Warn The Duke

Written By: Emily  Herzlin

We arrived at the theatre early. My dad sat in the aisle seat next to my sister, and I sat next to my mom. The Little Boy sat onstage playing with an old-fashioned camera, a little pre-show scene. He wore a sailor suit and had a blond bowl-cut, and glasses that kept falling off his face. I thought he looked too sweet, too innocent. I wanted to punch him and make him cry. I’d only ever punched someone once before, a few years earlier. I’d been trying to do my homework but couldn’t with the arguing emanating from my parents’ bedroom, so I flung open the door, stomped in, closed my hands into tight fists, and punched my dad on his fleshy upper arm, telling him to shut up. I meant both of them, but he was a man, so I punched him for both of them. Later my mom came into my room and told me I shouldn’t hit people. I was twelve, I should have known better.

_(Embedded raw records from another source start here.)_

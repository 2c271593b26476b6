//! Log sink for `kprint!`/`kprintln!`.
//!
//! The driver does not own an output device. The embedding kernel installs a
//! sink (usually its serial writer) once at boot; until then output is dropped.

use core::fmt;
use spin::Mutex;

pub type Sink = fn(fmt::Arguments);

static SINK: Mutex<Option<Sink>> = Mutex::new(None);

pub fn set_sink(sink: Sink) {
    *SINK.lock() = Some(sink);
}

pub fn clear_sink() {
    *SINK.lock() = None;
}

pub fn print(args: fmt::Arguments) {
    // Copy the pointer out so a sink that logs again cannot deadlock on SINK.
    let sink = *SINK.lock();
    if let Some(sink) = sink {
        sink(args);
    }
}

#[cfg(test)]
mod tests {
    use super::*;
    use core::sync::atomic::{AtomicUsize, Ordering};

    const MARKER: &str = "console-sink-marker";

    static LINES: AtomicUsize = AtomicUsize::new(0);

    // Other tests log concurrently; only our own lines are counted.
    fn counting_sink(args: fmt::Arguments) {
        if alloc::format!("{}", args).contains(MARKER) {
            LINES.fetch_add(1, Ordering::SeqCst);
        }
    }

    #[test]
    fn test_sink_install_and_clear() {
        crate::kprintln!("ehci: {} dropped", MARKER);
        assert_eq!(LINES.load(Ordering::SeqCst), 0);

        set_sink(counting_sink);
        crate::kprintln!("ehci: {} {}", MARKER, 1);
        assert_eq!(LINES.load(Ordering::SeqCst), 1);

        clear_sink();
        crate::kprintln!("ehci: {} {}", MARKER, 2);
        assert_eq!(LINES.load(Ordering::SeqCst), 1);
    }
}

The lights dimmed and the show began. The Little Boy spoke, but I could barely understand him. He couldn’t enunciate properly – there were vowels, but no consonants, no shapes to his words. He wasn’t talented, I kept thinking. He didn’t deserve the part. Not only that, but he didn’t age during the show. He stayed the same age even though time went by. And time went by and the sailor suit was the same and he was the same age and I still couldn’t understand what he was saying when he spoke. His cry of “Warn the Duke!” was garbled, awkwardly comic. My mom and I quietly made fun of him during intermission, mocking his poor diction. It was the kind of humor my dad didn’t get, or didn’t like, because it was mean. I enjoyed it then, but I hoped no one in the audience could hear me.

The actors danced on between scenes at the back of the stage, moving slowly to the tune of a player piano, their forms silhouetted against a blue and orange backdrop – a burning seaside sunset, like the view my dad had wanted us to see. Women in hats, men in suits, Mother, Joe as Father, and The Little Boy all walked and bowed and gestured in pantomime, then froze when the music stopped so you could get a good look at them, how happy they seemed, how graceful and happy they seemed, even if just for a moment and even if it was just pretend, but the music resumed quickly and they moved on.

Joe invited us backstage after the show. We stepped into the dark wings and onto the stage, empty except for the bare ghost light and the screen where the actors did their pantomime. While everyone admired the costumes and wigs, I approached the screen. I walked as I’d seen the actors walking, turned around slowly, bowed, raised my arms and crossed the stage, thankful for the existence of this theatre, a space where I could pretend something, too.